Чтение онлайн

на главную - закладки

Жанры

Два дня из жизни Константинополя
Шрифт:

Художественный конформизм доминировал в византийской литературе с середины VII по XI в. С середины XI в. внезапно обнаруживаются новые тенденции, рождение которых связано с творчеством Христофора Митиленского и Михаила Пселла. Первый из них — остроумный поэт, автор множества эпиграмм, где ему удалось создать образы современников, сценки уличной жизни, где он смеется над тупостью, жадностью, легковерием. Второй — один из образованнейших византийцев, знаток античной литературы и философии, трудолюбивейший сочинитель, написавший бессчетные сочинения по математике и медицине, на богословские темы и по грамматике. Его «Хронография» — в сущности мемуары, рассказ о собственной роли в напряженной политической жизни Константинополя середины XI в., рассказ, где характеристики императоров и вельмож перемежаются размышлениями на научные, политические или моральные темы.
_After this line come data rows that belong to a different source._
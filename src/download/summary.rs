//! Download results and task states.
//!
//! [`Outcome`] is what a successful or cancelled [`DownloadTask::execute`]
//! returns. [`Summary`] is the per-task record the batch
//! [`Downloader`](crate::downloader::Downloader) hands back, failures included.
//!
//! # Examples
//!
//! ```rust
//! use packfetch::download::{Outcome, Summary};
//! use std::path::PathBuf;
//!
//! let summary = Summary::new("https://example.com/a.jar", PathBuf::from("a.jar"))
//!     .with_outcome(Outcome::Downloaded { bytes: 1024, resumed_from: 0 })
//!     .with_attempts(1);
//!
//! assert!(summary.is_success());
//! assert_eq!(summary.bytes(), 1024);
//! ```
//!
//! [`DownloadTask::execute`]: super::DownloadTask::execute

use crate::error::Error;

use std::fmt;
use std::path::{Path, PathBuf};

/// How a task reached its final state without failing.
#[derive(Debug, Clone, PartialEq, Eq)]
pub enum Outcome {
    /// The destination already satisfied the validation spec. No network I/O.
    Redundant,
    /// The bytes came from a local source locator. No network I/O.
    LocalCopy,
    /// The server answered `304 Not Modified`; the destination was kept.
    NotModified,
    /// The file was transferred and verified.
    Downloaded {
        /// Bytes received over the network in the successful attempt.
        bytes: u64,
        /// Offset the transfer resumed from, 0 for a fresh download.
        resumed_from: u64,
    },
    /// The server answered with a status the caller opted to accept as "nothing to fetch".
    Skipped(String),
    /// The cancellation token fired. A partial file may be left for resuming.
    Cancelled,
}

impl Outcome {
    /// Whether the destination now holds a verified file.
    pub fn is_installed(&self) -> bool {
        matches!(
            self,
            Outcome::Redundant | Outcome::LocalCopy | Outcome::NotModified | Outcome::Downloaded { .. }
        )
    }

    /// Bytes transferred over the network.
    pub fn bytes(&self) -> u64 {
        match self {
            Outcome::Downloaded { bytes, .. } => *bytes,
            _ => 0,
        }
    }
}

impl fmt::Display for Outcome {
    fn fmt(&self, f: &mut fmt::Formatter<'_>) -> fmt::Result {
        match self {
            Outcome::Redundant => write!(f, "already valid"),
            Outcome::LocalCopy => write!(f, "copied from local source"),
            Outcome::NotModified => write!(f, "not modified"),
            Outcome::Downloaded {
                bytes,
                resumed_from: 0,
            } => write!(f, "downloaded {} bytes", bytes),
            Outcome::Downloaded {
                bytes,
                resumed_from,
            } => write!(f, "downloaded {} bytes, resumed at {}", bytes, resumed_from),
            Outcome::Skipped(reason) => write!(f, "skipped: {}", reason),
            Outcome::Cancelled => write!(f, "cancelled"),
        }
    }
}

/// Lifecycle of a single task.
///
/// `Pending -> (Redundant | LocalCopy | Fetching) -> Verifying -> (Installed | Failed | Cancelled)`.
/// `Fetching` may loop over mirrors before reaching `Verifying` or `Failed`.
#[derive(Debug, Clone, Copy, PartialEq, Eq)]
pub enum TaskState {
    Pending,
    Redundant,
    LocalCopy,
    /// Fetching from the mirror at this index, 0 being the primary URL.
    Fetching(usize),
    Verifying,
    Installed,
    /// Ended with [`Outcome::Skipped`].
    Skipped,
    Failed,
    Cancelled,
}

impl TaskState {
    /// Terminal states are final: a task in one of them cannot be executed again.
    pub fn is_terminal(self) -> bool {
        matches!(
            self,
            TaskState::Installed | TaskState::Skipped | TaskState::Failed | TaskState::Cancelled
        )
    }
}

impl fmt::Display for TaskState {
    fn fmt(&self, f: &mut fmt::Formatter<'_>) -> fmt::Result {
        match self {
            TaskState::Pending => write!(f, "pending"),
            TaskState::Redundant => write!(f, "redundant"),
            TaskState::LocalCopy => write!(f, "local copy"),
            TaskState::Fetching(0) => write!(f, "fetching"),
            TaskState::Fetching(mirror) => write!(f, "fetching (mirror {})", mirror),
            TaskState::Verifying => write!(f, "verifying"),
            TaskState::Installed => write!(f, "installed"),
            TaskState::Skipped => write!(f, "skipped"),
            TaskState::Failed => write!(f, "failed"),
            TaskState::Cancelled => write!(f, "cancelled"),
        }
    }
}

/// Represents the result of one task in a batch.
#[derive(Debug, Clone)]
pub struct Summary {
    /// URL that produced the result: the primary URL or the mirror that succeeded.
    url: String,
    /// Destination path.
    dest: PathBuf,
    /// Outcome, or the error message.
    result: Result<Outcome, String>,
    /// Number of locations tried.
    attempts: usize,
}

impl Summary {
    /// Create a new [`Summary`], initially a failure with no message.
    pub fn new(url: impl Into<String>, dest: impl Into<PathBuf>) -> Self {
        Self {
            url: url.into(),
            dest: dest.into(),
            result: Err(String::new()),
            attempts: 0,
        }
    }

    /// Attach an outcome.
    pub fn with_outcome(self, outcome: Outcome) -> Self {
        Self {
            result: Ok(outcome),
            ..self
        }
    }

    /// Mark the summary as failed.
    pub fn fail(self, error: &Error) -> Self {
        Self {
            result: Err(error.to_string()),
            ..self
        }
    }

    /// Record how many locations were tried.
    pub fn with_attempts(self, attempts: usize) -> Self {
        Self { attempts, ..self }
    }

    /// Record the URL that produced the result.
    pub fn with_url(self, url: impl Into<String>) -> Self {
        Self {
            url: url.into(),
            ..self
        }
    }

    pub fn url(&self) -> &str {
        &self.url
    }

    pub fn dest(&self) -> &Path {
        &self.dest
    }

    /// The outcome, if the task did not fail.
    pub fn outcome(&self) -> Option<&Outcome> {
        self.result.as_ref().ok()
    }

    /// The error message, if the task failed.
    pub fn error(&self) -> Option<&str> {
        self.result.as_ref().err().map(String::as_str)
    }

    pub fn attempts(&self) -> usize {
        self.attempts
    }

    /// Bytes transferred over the network.
    pub fn bytes(&self) -> u64 {
        self.outcome().map(Outcome::bytes).unwrap_or(0)
    }

    /// Whether the destination holds a verified file.
    pub fn is_success(&self) -> bool {
        self.outcome().is_some_and(Outcome::is_installed)
    }
}

impl fmt::Display for Summary {
    fn fmt(&self, f: &mut fmt::Formatter<'_>) -> fmt::Result {
        match &self.result {
            Ok(outcome) => write!(f, "{}: {}", self.dest.display(), outcome),
            Err(message) => write!(f, "{}: failed: {}", self.dest.display(), message),
        }
    }
}
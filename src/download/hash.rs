//! Hashing primitives used for integrity verification.
//!
//! This module provides the supported [`HashAlgorithm`]s, the [`Digest`] value
//! type, and [`HashingTransform`], which hashes bytes with several algorithms
//! at once while the caller keeps using the bytes unmodified.
//!
//! # Examples
//!
//! ## Hash Type Detection
//!
//! ```rust
//! use packfetch::download::hash::{detect_hash_type, HashAlgorithm};
//!
//! assert_eq!(
//!     detect_hash_type("da39a3ee5e6b4b0d3255bfef95601890afd80709"),
//!     Some(HashAlgorithm::Sha1)
//! );
//! assert_eq!(detect_hash_type("invalid"), None);
//! ```
//!
//! ## Streaming
//!
//! ```rust
//! use packfetch::download::hash::{HashAlgorithm, HashingTransform};
//!
//! let mut transform = HashingTransform::new([HashAlgorithm::Sha1, HashAlgorithm::Md5]);
//! let chunk = transform.update(b"hello ");
//! assert_eq!(chunk, b"hello ");
//! transform.update(b"world");
//! let digests = transform.finish();
//! assert_eq!(
//!     digests[&HashAlgorithm::Md5].to_string(),
//!     "5eb63bbbe01eeed093cb22bb8f5acdc3"
//! );
//! ```

use crate::error::{Error, Result};

use serde::{Deserialize, Serialize};
use sha2::Digest as _;
use std::collections::BTreeMap;
use std::fmt;
use std::path::Path;
use std::str::FromStr;
use tokio::io::AsyncReadExt;

const READ_BUF_SIZE: usize = 64 * 1024;

/// Supported hash algorithms for file verification.
///
/// The declaration order is also the order in which companion hash files are
/// probed, strongest first.
#[derive(
    Debug, Clone, Copy, PartialEq, Eq, Hash, PartialOrd, Ord, Serialize, Deserialize,
)]
#[serde(rename_all = "lowercase")]
pub enum HashAlgorithm {
    /// SHA-512 hash algorithm
    Sha512,
    /// SHA-256 hash algorithm
    Sha256,
    /// SHA-1 hash algorithm, used by Mojang's manifests
    Sha1,
    /// MD5 hash algorithm
    Md5,
}

impl HashAlgorithm {
    /// Every supported algorithm, strongest first.
    pub const ALL: [HashAlgorithm; 4] = [
        HashAlgorithm::Sha512,
        HashAlgorithm::Sha256,
        HashAlgorithm::Sha1,
        HashAlgorithm::Md5,
    ];

    /// Length of a digest in bytes.
    pub fn digest_len(self) -> usize {
        match self {
            HashAlgorithm::Sha512 => 64,
            HashAlgorithm::Sha256 => 32,
            HashAlgorithm::Sha1 => 20,
            HashAlgorithm::Md5 => 16,
        }
    }

    /// The conventional file extension of a companion hash file.
    pub fn extension(self) -> &'static str {
        match self {
            HashAlgorithm::Sha512 => "sha512",
            HashAlgorithm::Sha256 => "sha256",
            HashAlgorithm::Sha1 => "sha1",
            HashAlgorithm::Md5 => "md5",
        }
    }

    /// Create a fresh streaming hasher for this algorithm.
    pub fn hasher(self) -> Hasher {
        match self {
            HashAlgorithm::Sha512 => Hasher::Sha512(Default::default()),
            HashAlgorithm::Sha256 => Hasher::Sha256(Default::default()),
            HashAlgorithm::Sha1 => Hasher::Sha1(Default::default()),
            HashAlgorithm::Md5 => Hasher::Md5(Default::default()),
        }
    }

    /// Hash a byte slice in one go.
    pub fn digest(self, data: &[u8]) -> Digest {
        let mut hasher = self.hasher();
        hasher.update(data);
        hasher.finalize()
    }
}

impl fmt::Display for HashAlgorithm {
    fn fmt(&self, f: &mut fmt::Formatter<'_>) -> fmt::Result {
        f.write_str(self.extension())
    }
}

impl FromStr for HashAlgorithm {
    type Err = Error;

    fn from_str(s: &str) -> Result<Self> {
        match s.to_ascii_lowercase().replace('-', "").as_str() {
            "sha512" => Ok(HashAlgorithm::Sha512),
            "sha256" => Ok(HashAlgorithm::Sha256),
            "sha1" => Ok(HashAlgorithm::Sha1),
            "md5" => Ok(HashAlgorithm::Md5),
            other => Err(Error::Internal(format!(
                "Unsupported hash algorithm: {}",
                other
            ))),
        }
    }
}

/// Detect the hash algorithm of a hex digest from its length.
///
/// Returns `None` when the string is not hexadecimal or has a length no
/// supported algorithm produces.
pub fn detect_hash_type(hash: &str) -> Option<HashAlgorithm> {
    if hash.is_empty() || !hash.chars().all(|c| c.is_ascii_hexdigit()) {
        return None;
    }
    HashAlgorithm::ALL
        .into_iter()
        .find(|algorithm| algorithm.digest_len() * 2 == hash.len())
}

/// A raw digest value.
///
/// Displayed and parsed as lowercase hexadecimal.
#[derive(Clone, PartialEq, Eq, Hash)]
pub struct Digest(Vec<u8>);

impl Digest {
    /// Parse a hex digest, accepting either case.
    pub fn from_hex(hex_digest: &str) -> Result<Self> {
        hex::decode(hex_digest.trim())
            .map(Digest)
            .map_err(|e| Error::Internal(format!("Invalid hex digest {:?}: {}", hex_digest, e)))
    }

    /// Parse a hex digest and check that it fits the algorithm.
    pub fn for_algorithm(algorithm: HashAlgorithm, hex_digest: &str) -> Result<Self> {
        let digest = Digest::from_hex(hex_digest)?;
        if digest.0.len() != algorithm.digest_len() {
            return Err(Error::Internal(format!(
                "Invalid {} digest length: expected {} bytes, got {}",
                algorithm,
                algorithm.digest_len(),
                digest.0.len()
            )));
        }
        Ok(digest)
    }

    /// Raw digest bytes.
    pub fn as_bytes(&self) -> &[u8] {
        &self.0
    }
}

impl fmt::Display for Digest {
    fn fmt(&self, f: &mut fmt::Formatter<'_>) -> fmt::Result {
        f.write_str(&hex::encode(&self.0))
    }
}

impl fmt::Debug for Digest {
    fn fmt(&self, f: &mut fmt::Formatter<'_>) -> fmt::Result {
        write!(f, "Digest({})", self)
    }
}

/// A streaming hasher for one algorithm.
#[derive(Clone)]
pub enum Hasher {
    Sha512(sha2::Sha512),
    Sha256(sha2::Sha256),
    Sha1(sha1::Sha1),
    Md5(md5::Md5),
}

impl Hasher {
    /// Feed more bytes.
    pub fn update(&mut self, data: &[u8]) {
        match self {
            Hasher::Sha512(h) => h.update(data),
            Hasher::Sha256(h) => h.update(data),
            Hasher::Sha1(h) => h.update(data),
            Hasher::Md5(h) => h.update(data),
        }
    }

    /// Consume the hasher and produce the digest.
    pub fn finalize(self) -> Digest {
        match self {
            Hasher::Sha512(h) => Digest(h.finalize().to_vec()),
            Hasher::Sha256(h) => Digest(h.finalize().to_vec()),
            Hasher::Sha1(h) => Digest(h.finalize().to_vec()),
            Hasher::Md5(h) => Digest(h.finalize().to_vec()),
        }
    }
}

/// Hashes bytes with several algorithms while letting them pass through.
#[derive(Clone, Default)]
pub struct HashingTransform {
    hashers: Vec<(HashAlgorithm, Hasher)>,
    bytes: u64,
}

impl HashingTransform {
    /// Create a transform computing every given algorithm. Duplicates are ignored.
    pub fn new(algorithms: impl IntoIterator<Item = HashAlgorithm>) -> Self {
        let mut hashers: Vec<(HashAlgorithm, Hasher)> = Vec::new();
        for algorithm in algorithms {
            if !hashers.iter().any(|(a, _)| *a == algorithm) {
                hashers.push((algorithm, algorithm.hasher()));
            }
        }
        Self { hashers, bytes: 0 }
    }

    /// Hash `data` and hand it back untouched.
    pub fn update<'a>(&mut self, data: &'a [u8]) -> &'a [u8] {
        for (_, hasher) in &mut self.hashers {
            hasher.update(data);
        }
        self.bytes += data.len() as u64;
        data
    }

    /// Number of bytes seen so far.
    pub fn bytes(&self) -> u64 {
        self.bytes
    }

    /// Whether the transform computes any digest at all.
    pub fn is_empty(&self) -> bool {
        self.hashers.is_empty()
    }

    /// Finish every hasher.
    pub fn finish(self) -> BTreeMap<HashAlgorithm, Digest> {
        self.hashers
            .into_iter()
            .map(|(algorithm, hasher)| (algorithm, hasher.finalize()))
            .collect()
    }
}

/// Feed an existing file through a transform, e.g. the already-downloaded
/// prefix of a resumed transfer.
pub async fn hash_into(path: &Path, transform: &mut HashingTransform) -> Result<()> {
    let mut file = tokio::fs::File::open(path)
        .await
        .map_err(|e| Error::local_io(path, e))?;
    let mut buf = vec![0u8; READ_BUF_SIZE];
    loop {
        let n = file
            .read(&mut buf)
            .await
            .map_err(|e| Error::local_io(path, e))?;
        if n == 0 {
            break;
        }
        transform.update(&buf[..n]);
    }
    Ok(())
}

/// Compute the digests of a local file for the given algorithms.
pub async fn hash_file(
    path: &Path,
    algorithms: impl IntoIterator<Item = HashAlgorithm>,
) -> Result<BTreeMap<HashAlgorithm, Digest>> {
    let mut transform = HashingTransform::new(algorithms);
    hash_into(path, &mut transform).await?;
    Ok(transform.finish())
}
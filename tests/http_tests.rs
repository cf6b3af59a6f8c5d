//! Tests for HTTP module functionality against a local mock server.

use futures::TryStreamExt;
use httpmock::prelude::*;
use packfetch::cache::CacheSidecar;
use packfetch::download::DownloadTask;
use packfetch::http::{FetchRequest, HttpClientConfig, NativeTransport, PooledTransport, Transport};
use packfetch::progress::NoProgress;
use packfetch::{CancellationToken, Error, Outcome, ValidationSpec};
use reqwest::StatusCode;
use std::sync::Arc;

mod common;
use common::helpers::*;

fn transports() -> Vec<(&'static str, Arc<dyn Transport>)> {
    let config = HttpClientConfig {
        retries: 0,
        ..HttpClientConfig::default()
    };
    vec![
        ("native", Arc::new(NativeTransport::new(&config).unwrap())),
        ("pooled", Arc::new(PooledTransport::new(config).unwrap())),
    ]
}

async fn body_of(transport: &dyn Transport, request: &FetchRequest) -> (StatusCode, u64, Option<u64>, Vec<u8>) {
    let response = transport.fetch(request).await.unwrap();
    let status = response.status;
    let offset = response.body_offset;
    let total = response.total_length;
    let body: Vec<u8> = response
        .body
        .try_fold(Vec::new(), |mut acc, chunk| async move {
            acc.extend_from_slice(&chunk);
            Ok(acc)
        })
        .await
        .unwrap();
    (status, offset, total, body)
}

#[tokio::test]
async fn test_plain_get() {
    let server = MockServer::start_async().await;
    let mock = server
        .mock_async(|when, then| {
            when.method(GET)
                .path("/objects/client.jar")
                .header_exists("user-agent");
            then.status(200)
                .header("content-length", "16")
                .header("etag", "\"abc\"")
                .body(PAYLOAD_16);
        })
        .await;

    for (name, transport) in transports() {
        let request = FetchRequest::new(server.url("/objects/client.jar"));
        let (status, offset, total, body) = body_of(transport.as_ref(), &request).await;
        assert_eq!(status, StatusCode::OK, "{}", name);
        assert_eq!(offset, 0, "{}", name);
        assert_eq!(total, Some(16), "{}", name);
        assert_eq!(body, PAYLOAD_16, "{}", name);
    }
    mock.assert_hits_async(2).await;
}

#[tokio::test]
async fn test_range_request() {
    let server = MockServer::start_async().await;
    let mock = server
        .mock_async(|when, then| {
            when.method(GET)
                .path("/objects/client.jar")
                .header("range", "bytes=10-");
            then.status(206)
                .header("content-range", "bytes 10-15/16")
                .header("content-length", "6")
                .body(&PAYLOAD_16[10..]);
        })
        .await;

    for (name, transport) in transports() {
        let request = FetchRequest::new(server.url("/objects/client.jar")).range_from(10);
        let (status, offset, total, body) = body_of(transport.as_ref(), &request).await;
        assert_eq!(status, StatusCode::PARTIAL_CONTENT, "{}", name);
        assert_eq!(offset, 10, "{}", name);
        assert_eq!(total, Some(16), "{}", name);
        assert_eq!(body, &PAYLOAD_16[10..], "{}", name);
    }
    mock.assert_hits_async(2).await;
}

#[tokio::test]
async fn test_transports_map_responses_alike() {
    let server = MockServer::start_async().await;
    server
        .mock_async(|when, then| {
            when.method(GET).path("/libraries/lwjgl.jar");
            then.status(206)
                .header("content-range", "bytes 4-15/16")
                .header("etag", "\"lwjgl\"")
                .header("last-modified", "Sun, 06 Nov 1994 08:49:37 GMT")
                .body(&PAYLOAD_16[4..]);
        })
        .await;

    let mut heads = Vec::new();
    for (name, transport) in transports() {
        let request = FetchRequest::new(server.url("/libraries/lwjgl.jar")).range_from(4);
        let response = transport.fetch(&request).await.unwrap();
        assert!(response.is_partial(), "{}", name);
        heads.push((
            response.etag.clone(),
            response.last_modified.clone(),
            response.total_length,
            response.body_offset,
        ));
    }
    assert_eq!(heads[0], heads[1]);
    assert_eq!(
        heads[0],
        (
            Some("\"lwjgl\"".to_string()),
            Some("Sun, 06 Nov 1994 08:49:37 GMT".to_string()),
            Some(16),
            4
        )
    );
}

#[tokio::test]
async fn test_conditional_request() {
    let server = MockServer::start_async().await;
    let mock = server
        .mock_async(|when, then| {
            when.method(GET)
                .path("/version_manifest_v2.json")
                .header("if-none-match", "\"v1\"");
            then.status(304);
        })
        .await;

    for (name, transport) in transports() {
        let mut request = FetchRequest::new(server.url("/version_manifest_v2.json"));
        request.if_none_match = Some("\"v1\"".to_string());
        let response = transport.fetch(&request).await.unwrap();
        assert!(response.is_not_modified(), "{}", name);
    }
    mock.assert_hits_async(2).await;
}

#[tokio::test]
async fn test_task_over_http_records_etag() {
    init_tracing();
    let server = MockServer::start_async().await;
    server
        .mock_async(|when, then| {
            when.method(GET).path("/v1/objects/abc/client.jar");
            then.status(200)
                .header("content-length", "16")
                .header("etag", "\"abc\"")
                .body(PAYLOAD_16);
        })
        .await;

    for (name, transport) in transports() {
        let dir = create_temp_dir();
        let dest = dir.path().join("client.jar");
        let mut task = DownloadTask::builder(server.url("/v1/objects/abc/client.jar"), &dest)
            .transport(transport)
            .validation(strict_spec(PAYLOAD_16))
            .build()
            .unwrap();

        let outcome = task.execute(&CancellationToken::new(), &NoProgress).await.unwrap();
        assert!(outcome.is_installed(), "{}", name);
        assert_file_content(&dest, PAYLOAD_16);
        let sidecar = CacheSidecar::load(&dest).await.unwrap();
        assert_eq!(sidecar.etag.as_deref(), Some("\"abc\""), "{}", name);
    }
}

#[tokio::test]
async fn test_task_over_http_not_modified() {
    let server = MockServer::start_async().await;
    let not_modified = server
        .mock_async(|when, then| {
            when.method(GET)
                .path("/index.json")
                .header("if-none-match", "\"v1\"");
            then.status(304);
        })
        .await;

    let dir = create_temp_dir();
    let dest = create_temp_file(dir.path(), "index.json", b"{}");
    CacheSidecar::from_headers(Some("\"v1\""), None)
        .store(&dest, packfetch::SidecarFormat::Json)
        .await
        .unwrap();

    let config = HttpClientConfig::default();
    let mut task = DownloadTask::builder(server.url("/index.json"), &dest)
        .transport(Arc::new(NativeTransport::new(&config).unwrap()))
        .validation(ValidationSpec::builder().use_etag(true).build())
        .build()
        .unwrap();
    let outcome = task.execute(&CancellationToken::new(), &NoProgress).await.unwrap();

    assert_eq!(outcome, Outcome::NotModified);
    not_modified.assert_async().await;
    assert_file_content(&dest, b"{}");
}

#[tokio::test]
async fn test_task_over_http_resumes() {
    let data = random_payload(2_000);
    let dir = create_temp_dir();
    let dest = dir.path().join("installer.jar");
    std::fs::write(packfetch::download::task::part_path(&dest), &data[..500]).unwrap();

    let server = MockServer::start_async().await;
    let ranged = server
        .mock_async(|when, then| {
            when.method(GET)
                .path("/installer.jar")
                .header("range", "bytes=500-");
            then.status(206)
                .header("content-range", "bytes 500-1999/2000")
                .body(&data[500..]);
        })
        .await;

    let config = HttpClientConfig::default();
    let mut task = DownloadTask::builder(server.url("/installer.jar"), &dest)
        .transport(Arc::new(NativeTransport::new(&config).unwrap()))
        .validation(strict_spec(&data))
        .build()
        .unwrap();
    let outcome = task.execute(&CancellationToken::new(), &NoProgress).await.unwrap();

    ranged.assert_async().await;
    assert_eq!(
        outcome,
        Outcome::Downloaded {
            bytes: 1_500,
            resumed_from: 500
        }
    );
    assert_file_content(&dest, &data);
}

#[tokio::test]
async fn test_task_over_http_exhausts_mirrors() {
    let server = MockServer::start_async().await;
    let missing = server
        .mock_async(|when, then| {
            when.method(GET).path("/primary/client.jar");
            then.status(404);
        })
        .await;
    let mirror = server
        .mock_async(|when, then| {
            when.method(GET).path("/mirror/client.jar");
            then.status(403);
        })
        .await;

    let dir = create_temp_dir();
    let dest = dir.path().join("client.jar");
    let config = HttpClientConfig::default();
    let mut task = DownloadTask::builder(server.url("/primary/client.jar"), &dest)
        .mirror(server.url("/mirror/client.jar"))
        .transport(Arc::new(NativeTransport::new(&config).unwrap()))
        .build()
        .unwrap();
    let result = task.execute(&CancellationToken::new(), &NoProgress).await;

    assert!(matches!(result, Err(Error::ExhaustedMirrors { attempts: 2, .. })));
    missing.assert_async().await;
    mirror.assert_async().await;
    assert!(!dest.exists());
}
Новаторские тенденции в византийской литературе становятся еще более заметными в XII столетии. Никита Хониат, который как

бы замыкает это столетие, — один из самых замечательных византийских новаторов, и в его творчестве авторская личность проступает отчетливо и четко, несмотря на приверженность к традиционным приемам и формулам. При этом естественно, что индивидуальность Хониата ярче в его «Истории», нежели в его речах и письмах — жанрах, по самой их природе менее раскованных.

«История» Никиты Хониата охватывает большой, почти столетний период времени — от смерти василевса Алексея I Комнина в 1118 г. до похода латинского императора Генриха Константинопольского против болгар в 1206 г. «История» писалась долго. Конец ее, разумеется, создан уже после трагических событий 1204 г., более ранние разделы еще до захвата Константинополя латинянами, хотя точная их датировка не представляется возможной. «История» не может быть названа мемуарами, и все же авторская личность проступает здесь вполне отчетливо — не только в непосредственной форме, в упоминании Хониатом некоторых событий его жизни, но и косвенно, — может быть, даже не всегда сознательно — в подборе и окраске событий.

Приглядимся хотя бы к географии сочинения Хониата. Далеко не в равной степени затронуты на страницах «Истории» разные области империи, и чаще всего упоминаются те из них, с которыми так или иначе сопряжен, связан жизненный путь писателя. То же самое относится и к отбору персонажей. Поразительно, как часто Хониат вспоминает судейских и особенно так называемых судей вила. Ни одна из должностей не упоминается у Хониата с таким постоянством, и неудивительно: ведь он сам занимал пост судьи вила, и интересы судейских были ему особенно близки.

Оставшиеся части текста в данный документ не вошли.